A digital farm is more efficient and sustainable than its counterparts of the past. On a smart, digital farm, crops are likely grown using precision agriculture, tractors might be self-driving, the harvest could be determined by digital imagery of the fields, and the farmer is typically working with an agronomist to provide technology know-how.

Some of the places leading the revolution include:

  • At Purdue University in West Lafayette, IN, the Agronomy Center for Research and Education (ACRE) is constantly assessing better ways to farm to increase yields and improve efficiency, with sensors collecting 1.4 petabytes of data daily.
  • Land O’Lakes is sending out technology specialists from its subsidiary, WinField United, to show co-ops such as Crafton Farms in Tennessee better ways of farming.
  • Indoor farms such as Plenty in San Francisco and Jones Food in Europe are farming on vertical racks in massive indoor facilities that significantly reduce the carbon footprint needed to grow food.

Feeding 9 billion people

With more than 9 billion people predicted to populate the planet by 2050, finding better and smarter ways to grow food is essential.

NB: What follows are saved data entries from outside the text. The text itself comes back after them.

//! Uniform random agent.

use log::debug;

use crate::core::{GameRng, PlayerId};
use crate::error::Result;
use crate::rules::Game;

use super::{Agent, DEFAULT_SEED};

/// Picks uniformly among the legal actions.
#[derive(Clone, Debug)]
pub struct RandomAgent {
    player: PlayerId,
    name: String,
    rng: GameRng,
}

impl RandomAgent {
    pub const DEFAULT_NAME: &'static str = "Random AI";

    /// Create an agent with its own seeded RNG.
    pub fn new(player: PlayerId, seed: u64) -> Self {
        Self {
            player,
            name: Self::DEFAULT_NAME.to_string(),
            rng: GameRng::new(seed),
        }
    }

    /// Set a custom display name.
    pub fn with_name(mut self, name: impl Into<String>) -> Self {
        self.name = name.into();
        self
    }

    /// Seed the agent was created with.
    #[must_use]
    pub fn seed(&self) -> u64 {
        self.rng.seed()
    }
}

impl Default for RandomAgent {
    fn default() -> Self {
        Self::new(PlayerId::First, DEFAULT_SEED)
    }
}

impl<G: Game> Agent<G> for RandomAgent {
    fn player(&self) -> PlayerId {
        self.player
    }

    fn name(&self) -> &str {
        &self.name
    }

    fn choose_action(&mut self, game: &G) -> Result<Option<G::Action>> {
        let actions = game.actions();
        let action = self.rng.choose(&actions).cloned();
        if let Some(action) = &action {
            debug!("{} chooses: {}", self.name, action);
        }
        Ok(action)
    }
}

#[cfg(test)]
mod tests {
    use super::*;
    use crate::games::{HalvingGame, HalvingMove, TicTacToeGame};

    #[test]
    fn test_returns_legal_action() {
        let game = TicTacToeGame::from_moves(&[(0, 0), (1, 1)]).unwrap();
        let mut agent = RandomAgent::new(PlayerId::First, 5);

        for _ in 0..20 {
            let action = agent.choose_action(&game).unwrap().unwrap();
            assert!(game.actions().contains(&action));
        }
    }

    #[test]
    fn test_terminal_returns_none() {
        let mut game = HalvingGame::new(1).unwrap();
        game.next(&HalvingMove::Halve).unwrap();

        let mut agent = RandomAgent::new(PlayerId::Second, 5);
        assert_eq!(agent.choose_action(&game).unwrap(), None);
    }

    #[test]
    fn test_does_not_modify_game() {
        let game = TicTacToeGame::new();
        let before = game.clone();
        let mut agent = RandomAgent::default();

        let _ = Agent::<TicTacToeGame>::choose_action(&mut agent, &game).unwrap();
        assert_eq!(game, before);
    }

    #[test]
    fn test_same_seed_same_choices() {
        let game = TicTacToeGame::new();
        let mut a = RandomAgent::new(PlayerId::First, 99);
        let mut b = RandomAgent::new(PlayerId::First, 99);

        for _ in 0..10 {
            assert_eq!(a.choose_action(&game).unwrap(), b.choose_action(&game).unwrap());
        }
    }

    #[test]
    fn test_custom_name() {
        let agent = RandomAgent::new(PlayerId::First, 1).with_name("Chaos");
        assert_eq!(Agent::<TicTacToeGame>::name(&agent), "Chaos");
        assert_eq!(agent.seed(), 1);
    }
}
//! Tic-tac-toe implementation.

use std::fmt;

use serde::{Deserialize, Serialize};

use crate::core::PlayerId;
use crate::error::{Error, Result};
use crate::games::grid::Grid;
use crate::rules::{Game, Outcome};

const SIZE: usize = 3;

/// A board coordinate.
#[derive(Clone, Copy, Debug, PartialEq, Eq, Hash, Serialize, Deserialize)]
pub struct Cell {
    pub row: usize,
    pub col: usize,
}

impl Cell {
    #[must_use]
    pub const fn new(row: usize, col: usize) -> Self {
        Self { row, col }
    }
}

impl fmt::Display for Cell {
    fn fmt(&self, f: &mut fmt::Formatter<'_>) -> fmt::Result {
        write!(f, "({}, {})", self.row, self.col)
    }
}

/// Tic-tac-toe state.
#[derive(Clone, Debug, PartialEq, Eq, Hash)]
pub struct TicTacToeGame {
    board: Grid,
    to_move: PlayerId,
}

impl TicTacToeGame {
    #[must_use]
    pub fn new() -> Self {
        Self {
            board: Grid::new(SIZE),
            to_move: PlayerId::First,
        }
    }

    /// Play a sequence of cells from the start position.
    pub fn from_moves(cells: &[(usize, usize)]) -> Result<Self> {
        let mut game = Self::new();
        for &(row, col) in cells {
            game.next(&Cell::new(row, col))?;
        }
        Ok(game)
    }

    #[must_use]
    pub fn board(&self) -> &Grid {
        &self.board
    }
}

impl Default for TicTacToeGame {
    fn default() -> Self {
        Self::new()
    }
}

impl Game for TicTacToeGame {
    type Action = Cell;

    fn name(&self) -> &'static str {
        "Tic-Tac-Toe"
    }

    fn current_player(&self) -> PlayerId {
        self.to_move
    }

    fn actions(&self) -> Vec<Cell> {
        if self.is_terminal() {
            return vec![];
        }
        self.board
            .empty_cells()
            .map(|(row, col)| Cell::new(row, col))
            .collect()
    }

    fn next(&mut self, action: &Cell) -> Result<()> {
        if !self.board.contains(action.row, action.col) {
            return Err(Error::invalid_action(action, "cell is off the board"));
        }
        if !self.board.is_empty_at(action.row, action.col) {
            return Err(Error::invalid_action(action, "cell is already occupied"));
        }
        if self.is_terminal() {
            return Err(Error::invalid_action(action, "the game is over"));
        }
        self.board.place(action.row, action.col, self.to_move);
        self.to_move = self.to_move.opponent();
        Ok(())
    }

    fn outcome(&self) -> Outcome {
        match self.board.line_owner(SIZE) {
            Some(winner) => Outcome::Win(winner),
            None if self.board.is_full() => Outcome::Draw,
            None => Outcome::InProgress,
        }
    }
}

impl fmt::Display for TicTacToeGame {
    fn fmt(&self, f: &mut fmt::Formatter<'_>) -> fmt::Result {
        for row in 0..SIZE {
            let cells: Vec<String> = (0..SIZE)
                .map(|col| {
                    let symbol = self.board.occupant(row, col).map_or(' ', PlayerId::symbol);
                    format!(" {} ", symbol)
                })
                .collect();
            writeln!(f, "{}", cells.join("|"))?;
            if row + 1 < SIZE {
                writeln!(f, "-----------")?;
            }
        }
        writeln!(f)?;
        match self.outcome() {
            Outcome::Win(winner) => write!(f, "Game Over! {} ({}) wins!", winner, winner.symbol()),
            Outcome::Draw => write!(f, "Game Over! It's a draw!"),
            Outcome::InProgress => write!(f, "{}'s turn ({})", self.to_move, self.to_move.symbol()),
        }
    }
}

#[cfg(test)]
mod tests {
    use super::*;
    use crate::rules::GameResult;

    #[test]
    fn test_game_creation() {
        let game = TicTacToeGame::new();
        assert_eq!(game.current_player(), PlayerId::First);
        assert_eq!(game.actions().len(), 9);
        assert_eq!(game.actions()[0], Cell::new(0, 0));
        assert_eq!(game.actions()[8], Cell::new(2, 2));
    }

    #[test]
    fn test_place_flips_player() {
        let mut game = TicTacToeGame::new();
        game.next(&Cell::new(1, 1)).unwrap();

        assert_eq!(game.board().occupant(1, 1), Some(PlayerId::First));
        assert_eq!(game.current_player(), PlayerId::Second);
        assert!(!game.actions().contains(&Cell::new(1, 1)));
    }

    #[test]
    fn test_occupied_cell_rejected() {
        let mut game = TicTacToeGame::from_moves(&[(0, 0)]).unwrap();
        let before = game.clone();

        let err = game.next(&Cell::new(0, 0)).unwrap_err();
        assert!(matches!(err, Error::InvalidAction { .. }));
        assert_eq!(game, before);
    }

    #[test]
    fn test_off_board_rejected() {
        let mut game = TicTacToeGame::new();
        assert!(matches!(
            game.next(&Cell::new(3, 0)),
            Err(Error::InvalidAction { .. })
        ));
    }

    #[test]
    fn test_row_win() {
        // X: top row, O: middle row (two cells)
        let game = TicTacToeGame::from_moves(&[(0, 0), (1, 0), (0, 1), (1, 1), (0, 2)]).unwrap();

        assert!(game.is_terminal());
        assert!(game.actions().is_empty());
        assert_eq!(game.winner(), Some(GameResult::Winner(PlayerId::First)));
        assert_eq!(game.utility().unwrap(), 1.0);
    }

    #[test]
    fn test_second_player_diagonal_win() {
        let game =
            TicTacToeGame::from_moves(&[(0, 1), (0, 0), (0, 2), (1, 1), (1, 0), (2, 2)]).unwrap();
        assert_eq!(game.winner(), Some(GameResult::Winner(PlayerId::Second)));
        assert_eq!(game.utility().unwrap(), -1.0);
    }

    #[test]
    fn test_no_moves_after_win() {
        let mut game =
            TicTacToeGame::from_moves(&[(0, 0), (1, 0), (0, 1), (1, 1), (0, 2)]).unwrap();
        assert!(matches!(
            game.next(&Cell::new(2, 2)),
            Err(Error::InvalidAction { .. })
        ));
    }

    #[test]
    fn test_draw() {
        // X O X / X O O / O X X
        let game = TicTacToeGame::from_moves(&[
            (0, 0), (0, 1), (0, 2), (1, 1), (1, 0), (1, 2), (2, 1), (2, 0), (2, 2),
        ])
        .unwrap();

        assert!(game.is_terminal());
        assert_eq!(game.winner(), Some(GameResult::Draw));
        assert_eq!(game.utility().unwrap(), 0.0);
    }

    #[test]
    fn test_display() {
        let game = TicTacToeGame::from_moves(&[(0, 0), (1, 1)]).unwrap();
        let text = game.to_string();
        assert!(text.starts_with(" X |   |   \n-----------\n   | O |   \n"));
        assert!(text.ends_with("Player 1's turn (X)"));
    }
}
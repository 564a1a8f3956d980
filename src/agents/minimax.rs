//! Minimax agent.

use log::debug;

use crate::core::{GameRng, PlayerId};
use crate::error::Result;
use crate::rules::Game;
use crate::search::{Minimax, SearchStats};

use super::{Agent, DEFAULT_SEED};

/// Plays perfectly by searching every line to the end of the game.
///
/// Ties between equally valued moves are broken with the agent's own RNG.
#[derive(Debug)]
pub struct MinimaxAgent {
    player: PlayerId,
    name: String,
    rng: GameRng,
    search: Minimax,
}

impl MinimaxAgent {
    pub const DEFAULT_NAME: &'static str = "Minimax AI";

    pub fn new(player: PlayerId, seed: u64) -> Self {
        Self {
            player,
            name: Self::DEFAULT_NAME.to_string(),
            rng: GameRng::new(seed),
            search: Minimax::new(),
        }
    }

    /// Set a custom display name.
    pub fn with_name(mut self, name: impl Into<String>) -> Self {
        self.name = name.into();
        self
    }

    /// Statistics of the last decision.
    #[must_use]
    pub fn stats(&self) -> &SearchStats {
        self.search.stats()
    }
}

impl Default for MinimaxAgent {
    fn default() -> Self {
        Self::new(PlayerId::First, DEFAULT_SEED)
    }
}

impl<G: Game> Agent<G> for MinimaxAgent {
    fn player(&self) -> PlayerId {
        self.player
    }

    fn name(&self) -> &str {
        &self.name
    }

    fn choose_action(&mut self, game: &G) -> Result<Option<G::Action>> {
        let action = self.search.choose_action(game, self.player, &mut self.rng)?;
        if let Some(action) = &action {
            match self.search.stats().root_value {
                Some(value) => debug!("{} chooses: {} (value: {:.2})", self.name, action, value),
                None => debug!("{} chooses: {}", self.name, action),
            }
        }
        Ok(action)
    }
}

#[cfg(test)]
mod tests {
    use super::*;
    use crate::games::{HalvingGame, HalvingMove, NimGame, NimMove};

    #[test]
    fn test_equal_moves_tie() {
        let mut game = HalvingGame::new(2).unwrap();
        game.next(&HalvingMove::Halve).unwrap();

        // From 1 both moves reach 0.
        let mut agent = MinimaxAgent::new(PlayerId::Second, 1);
        assert!(agent.choose_action(&game).unwrap().is_some());
        assert_eq!(agent.stats().root_value, Some(1.0));
        assert_eq!(agent.stats().tied_actions, 2);
    }

    #[test]
    fn test_finds_winning_nim_move() {
        // [3, 5]: the only winning move is to equalise the piles.
        let game = NimGame::new(&[3, 5]).unwrap();
        let mut agent = MinimaxAgent::new(PlayerId::First, 1);

        let action = agent.choose_action(&game).unwrap().unwrap();
        assert_eq!(action, NimMove::new(1, 2));
        assert_eq!(agent.stats().root_value, Some(1.0));
        assert_eq!(agent.stats().tied_actions, 1);
    }

    #[test]
    fn test_does_not_modify_game() {
        let game = NimGame::new(&[2, 3]).unwrap();
        let before = game.clone();
        let mut agent = MinimaxAgent::default();

        agent.choose_action(&game).unwrap();
        assert_eq!(game, before);
    }
}
//! Tic-tac-toe on a 3×3 grid.
//!
//! First to three in a row (row, column or diagonal) wins; a full board
//! without a line is a draw. `PlayerId::First` plays X.

mod game;

pub use game::{Cell, TicTacToeGame};
//! Error types for rust-games.

use thiserror::Error;

/// Main error type for the crate.
#[derive(Error, Debug)]
#[non_exhaustive]
pub enum Error {
    /// The action is not legal in the current state.
    #[error("invalid action {action}: {reason}")]
    InvalidAction { action: String, reason: String },

    /// Utility was requested before the game ended.
    #[error("game is not over yet")]
    NotTerminal,

    #[error("invalid configuration: {message}")]
    InvalidConfiguration { message: String },

    #[error("failed to {operation}: {source}")]
    Io {
        operation: String,
        #[source]
        source: std::io::Error,
    },

    #[error("CSV error: {0}")]
    Csv(#[from] csv::Error),

    /// Interactive input could not be read.
    #[error("prompt failed: {message}")]
    Prompt { message: String },
}

impl Error {
    /// Build an `InvalidAction` from anything printable.
    pub fn invalid_action(action: impl std::fmt::Display, reason: impl Into<String>) -> Self {
        Error::InvalidAction {
            action: action.to_string(),
            reason: reason.into(),
        }
    }

    pub fn invalid_configuration(message: impl Into<String>) -> Self {
        Error::InvalidConfiguration {
            message: message.into(),
        }
    }
}

/// Convenience type alias for Results using the crate's Error type.
pub type Result<T> = std::result::Result<T, Error>;

impl From<std::io::Error> for Error {
    fn from(source: std::io::Error) -> Self {
        Error::Io {
            operation: "perform I/O".to_string(),
            source,
        }
    }
}

#[cfg(test)]
mod tests {
    use super::*;

    #[test]
    fn test_invalid_action_message() {
        let err = Error::invalid_action("(1, 1)", "cell is already occupied");
        assert_eq!(err.to_string(), "invalid action (1, 1): cell is already occupied");
    }

    #[test]
    fn test_io_conversion() {
        let io = std::io::Error::new(std::io::ErrorKind::NotFound, "gone");
        let err: Error = io.into();
        assert!(matches!(err, Error::Io { .. }));
        assert!(err.to_string().starts_with("failed to perform I/O"));
    }
}
//! Interactive agent reading moves from the terminal.

use dialoguer::Select;

use crate::core::PlayerId;
use crate::error::{Error, Result};
use crate::rules::Game;

use super::Agent;

/// Shows the position and asks the user to pick from a numbered menu.
#[derive(Clone, Debug)]
pub struct HumanAgent {
    player: PlayerId,
    name: String,
}

impl HumanAgent {
    pub const DEFAULT_NAME: &'static str = "Human";

    pub fn new(player: PlayerId) -> Self {
        Self {
            player,
            name: Self::DEFAULT_NAME.to_string(),
        }
    }

    pub fn with_name(mut self, name: impl Into<String>) -> Self {
        self.name = name.into();
        self
    }
}

impl<G: Game> Agent<G> for HumanAgent {
    fn player(&self) -> PlayerId {
        self.player
    }

    fn name(&self) -> &str {
        &self.name
    }

    fn choose_action(&mut self, game: &G) -> Result<Option<G::Action>> {
        let actions = game.actions();
        if actions.is_empty() {
            return Ok(None);
        }

        println!("\n{}", game);
        println!("\n{}, it's your turn!", self.name);

        let labels = actions
            .iter()
            .enumerate()
            .map(|(i, action)| format!("{}. {}", i + 1, action))
            .collect::<Vec<String>>();
        let selection = Select::new()
            .with_prompt("Choose your move")
            .items(labels.as_slice())
            .default(0)
            .interact()
            .map_err(|e| Error::Prompt {
                message: e.to_string(),
            })?;

        Ok(actions.into_iter().nth(selection))
    }
}
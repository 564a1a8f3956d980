//! Connect four on a 4×4 or 5×5 board.
//!
//! - Pieces dropped into a column fall to the lowest empty cell
//! - Four in a row horizontally, vertically or diagonally wins
//! - A full board without a line is a draw

mod game;

pub use game::ConnectFourGame;
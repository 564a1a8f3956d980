//! Concrete games implementing the `Game` contract.
//!
//! - `halving`: subtract-or-halve counter race
//! - `tictactoe`: 3×3 alignment
//! - `nim`: multi-pile removal, normal play
//! - `connect_four`: gravity-drop alignment on 4×4 or 5×5

pub mod connect_four;
pub mod grid;
pub mod halving;
pub mod nim;
pub mod tictactoe;

pub use connect_four::ConnectFourGame;
pub use grid::Grid;
pub use halving::{HalvingGame, HalvingMove};
pub use nim::{NimGame, NimMove};
pub use tictactoe::{Cell, TicTacToeGame};
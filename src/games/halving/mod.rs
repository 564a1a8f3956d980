//! The halving game.
//!
//! - Start from a positive number (15 by default)
//! - On your turn: subtract one, or halve with floor division
//! - The player who brings the number to 0 wins

mod game;

pub use game::{HalvingGame, HalvingMove};
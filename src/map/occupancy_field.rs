//! Static occupancy map with a precomputed obstacle distance field.
//!
//! The map is loaded once at startup and never modified. On load, a
//! distance field is propagated from all occupied cells via BFS so that
//! per-endpoint obstacle distance lookups are a single array read.

use std::collections::VecDeque;
use std::fs::File;
use std::io::{BufReader, BufWriter};
use std::path::Path;

use base64::{engine::general_purpose::STANDARD as BASE64, Engine};
use rand::Rng;
use serde::{Deserialize, Serialize};
use thiserror::Error;

use crate::core::types::{Point2D, Pose2D};

/// Distances beyond this are clamped in the distance field (meters).
const MAX_FIELD_DIST: f64 = 2.0;

/// Cell encoding in map files.
const CELL_FREE: u8 = 0;
const CELL_OCCUPIED: u8 = 1;

/// Errors from loading or saving map files.
#[derive(Debug, Error)]
pub enum MapError {
    #[error("map file I/O error: {0}")]
    Io(#[from] std::io::Error),

    #[error("map file parse error: {0}")]
    Parse(#[from] serde_json::Error),

    #[error("map cell payload is not valid base64: {0}")]
    Decode(#[from] base64::DecodeError),

    #[error("map dimensions {width}x{height} do not match {cells} cells")]
    DimensionMismatch {
        width: usize,
        height: usize,
        cells: usize,
    },

    #[error("map resolution must be positive, got {0}")]
    BadResolution(f64),

    #[error("map contains no free cells")]
    NoFreeSpace,
}

/// On-disk map format: JSON metadata with base64-encoded cells.
///
/// Cells are row-major, one byte each: 0 = free, 1 = occupied.
#[derive(Debug, Serialize, Deserialize)]
struct MapFile {
    resolution: f64,
    width: usize,
    height: usize,
    origin_x: f64,
    origin_y: f64,
    cells: String,
}

/// Occupancy map with obstacle distance field.
#[derive(Debug, Clone)]
pub struct OccupancyField {
    width: usize,
    height: usize,
    /// Meters per cell.
    resolution: f64,
    /// World coordinates of the bottom-left corner of cell (0, 0).
    origin_x: f64,
    origin_y: f64,
    /// Row-major occupancy, CELL_FREE or CELL_OCCUPIED.
    cells: Vec<u8>,
    /// Distance to nearest occupied cell, per cell (meters).
    distance_field: Vec<f64>,
    /// Linear indices of free cells, for uniform free-space sampling.
    free_indices: Vec<usize>,
}

impl OccupancyField {
    /// Build a field from raw cell data.
    pub fn from_cells(
        width: usize,
        height: usize,
        resolution: f64,
        origin_x: f64,
        origin_y: f64,
        cells: Vec<u8>,
    ) -> Result<Self, MapError> {
        if resolution <= 0.0 {
            return Err(MapError::BadResolution(resolution));
        }
        if cells.len() != width * height {
            return Err(MapError::DimensionMismatch {
                width,
                height,
                cells: cells.len(),
            });
        }

        let free_indices: Vec<usize> = cells
            .iter()
            .enumerate()
            .filter(|(_, &c)| c == CELL_FREE)
            .map(|(i, _)| i)
            .collect();

        let mut field = Self {
            width,
            height,
            resolution,
            origin_x,
            origin_y,
            cells,
            distance_field: Vec::new(),
            free_indices,
        };
        field.compute_distance_field();
        Ok(field)
    }

    /// Load a map from a JSON file.
    pub fn load<P: AsRef<Path>>(path: P) -> Result<Self, MapError> {
        let file = File::open(path)?;
        let reader = BufReader::new(file);
        let map_file: MapFile = serde_json::from_reader(reader)?;

        let cells = BASE64.decode(&map_file.cells)?;
        Self::from_cells(
            map_file.width,
            map_file.height,
            map_file.resolution,
            map_file.origin_x,
            map_file.origin_y,
            cells,
        )
    }

    /// Save the map to a JSON file.
    pub fn save<P: AsRef<Path>>(&self, path: P) -> Result<(), MapError> {
        let file = File::create(path)?;
        let writer = BufWriter::new(file);
        let map_file = MapFile {
            resolution: self.resolution,
            width: self.width,
            height: self.height,
            origin_x: self.origin_x,
            origin_y: self.origin_y,
            cells: BASE64.encode(&self.cells),
        };
        serde_json::to_writer(writer, &map_file)?;
        Ok(())
    }

    /// Get the grid dimensions in cells.
    pub fn dimensions(&self) -> (usize, usize) {
        (self.width, self.height)
    }

    /// Get the resolution in meters per cell.
    pub fn resolution(&self) -> f64 {
        self.resolution
    }

    /// Get the world coordinates of the grid origin.
    pub fn origin(&self) -> (f64, f64) {
        (self.origin_x, self.origin_y)
    }

    /// Number of free cells in the map.
    pub fn free_cell_count(&self) -> usize {
        self.free_indices.len()
    }

    /// Convert world coordinates to cell indices.
    ///
    /// Returns `None` when the position is outside the grid.
    pub fn world_to_cell(&self, x: f64, y: f64) -> Option<(usize, usize)> {
        let cx = ((x - self.origin_x) / self.resolution).floor();
        let cy = ((y - self.origin_y) / self.resolution).floor();

        if cx >= 0.0 && cy >= 0.0 {
            let cx = cx as usize;
            let cy = cy as usize;
            if cx < self.width && cy < self.height {
                return Some((cx, cy));
            }
        }
        None
    }

    /// World coordinates of the center of a cell.
    pub fn cell_to_world(&self, cx: usize, cy: usize) -> (f64, f64) {
        (
            self.origin_x + (cx as f64 + 0.5) * self.resolution,
            self.origin_y + (cy as f64 + 0.5) * self.resolution,
        )
    }

    /// Whether the world position falls on a free cell.
    ///
    /// Positions outside the grid are not free.
    pub fn is_free(&self, x: f64, y: f64) -> bool {
        match self.world_to_cell(x, y) {
            Some((cx, cy)) => self.cells[cy * self.width + cx] == CELL_FREE,
            None => false,
        }
    }

    /// Distance from a world position to the nearest occupied cell.
    ///
    /// Positions outside the grid return the clamp distance.
    pub fn nearest_obstacle_distance(&self, point: &Point2D) -> f64 {
        match self.world_to_cell(point.x, point.y) {
            Some((cx, cy)) => self.distance_field[cy * self.width + cx],
            None => MAX_FIELD_DIST,
        }
    }

    /// Obstacle distance for a batch of world points.
    pub fn nearest_obstacle_distances(&self, points: &[Point2D]) -> Vec<f64> {
        points
            .iter()
            .map(|p| self.nearest_obstacle_distance(p))
            .collect()
    }

    /// Distance at a cell (for debugging and tests).
    pub fn distance_at_cell(&self, cx: usize, cy: usize) -> f64 {
        if cx < self.width && cy < self.height {
            self.distance_field[cy * self.width + cx]
        } else {
            MAX_FIELD_DIST
        }
    }

    /// Sample a pose uniformly over the free cells, with uniform heading.
    pub fn sample_free_pose<R: Rng>(&self, rng: &mut R) -> Result<Pose2D, MapError> {
        if self.free_indices.is_empty() {
            return Err(MapError::NoFreeSpace);
        }
        let idx = self.free_indices[rng.gen_range(0..self.free_indices.len())];
        let cx = idx % self.width;
        let cy = idx / self.width;
        let (x, y) = self.cell_to_world(cx, cy);
        let theta = rng.gen_range(-std::f64::consts::PI..std::f64::consts::PI);
        Ok(Pose2D::new(x, y, theta))
    }

    /// Compute the distance field from occupied cells using BFS.
    ///
    /// 8-connected propagation with diagonal steps weighing sqrt(2)
    /// cells, clamped at MAX_FIELD_DIST.
    fn compute_distance_field(&mut self) {
        self.distance_field = vec![MAX_FIELD_DIST; self.width * self.height];

        let mut queue: VecDeque<(usize, usize, f64)> = VecDeque::new();

        for cy in 0..self.height {
            for cx in 0..self.width {
                if self.cells[cy * self.width + cx] == CELL_OCCUPIED {
                    self.distance_field[cy * self.width + cx] = 0.0;
                    queue.push_back((cx, cy, 0.0));
                }
            }
        }

        let neighbors: [(i32, i32, f64); 8] = [
            (-1, 0, 1.0),
            (1, 0, 1.0),
            (0, -1, 1.0),
            (0, 1, 1.0),
            (-1, -1, std::f64::consts::SQRT_2),
            (1, -1, std::f64::consts::SQRT_2),
            (-1, 1, std::f64::consts::SQRT_2),
            (1, 1, std::f64::consts::SQRT_2),
        ];

        while let Some((cx, cy, dist)) = queue.pop_front() {
            // Skip entries superseded by a shorter path
            if dist > self.distance_field[cy * self.width + cx] + 1e-6 {
                continue;
            }

            for &(dx, dy, step) in &neighbors {
                let nx = cx as i32 + dx;
                let ny = cy as i32 + dy;

                if nx >= 0 && ny >= 0 && (nx as usize) < self.width && (ny as usize) < self.height {
                    let nx = nx as usize;
                    let ny = ny as usize;
                    let new_dist = dist + step * self.resolution;

                    if new_dist < self.distance_field[ny * self.width + nx]
                        && new_dist < MAX_FIELD_DIST
                    {
                        self.distance_field[ny * self.width + nx] = new_dist;
                        queue.push_back((nx, ny, new_dist));
                    }
                }
            }
        }
    }
}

Patrick Smoker, department head and senior director of IT for the colleges of Agriculture, Information Technology and Veterinary Medicine at Purdue University, said, “Our bottom line really is to feed the world. To do that, to feed an estimated nine billion people by 2050, we have to significantly increase our productivity in terms of food generation.”

At Purdue, that means finding solutions that increase productivity for farmers.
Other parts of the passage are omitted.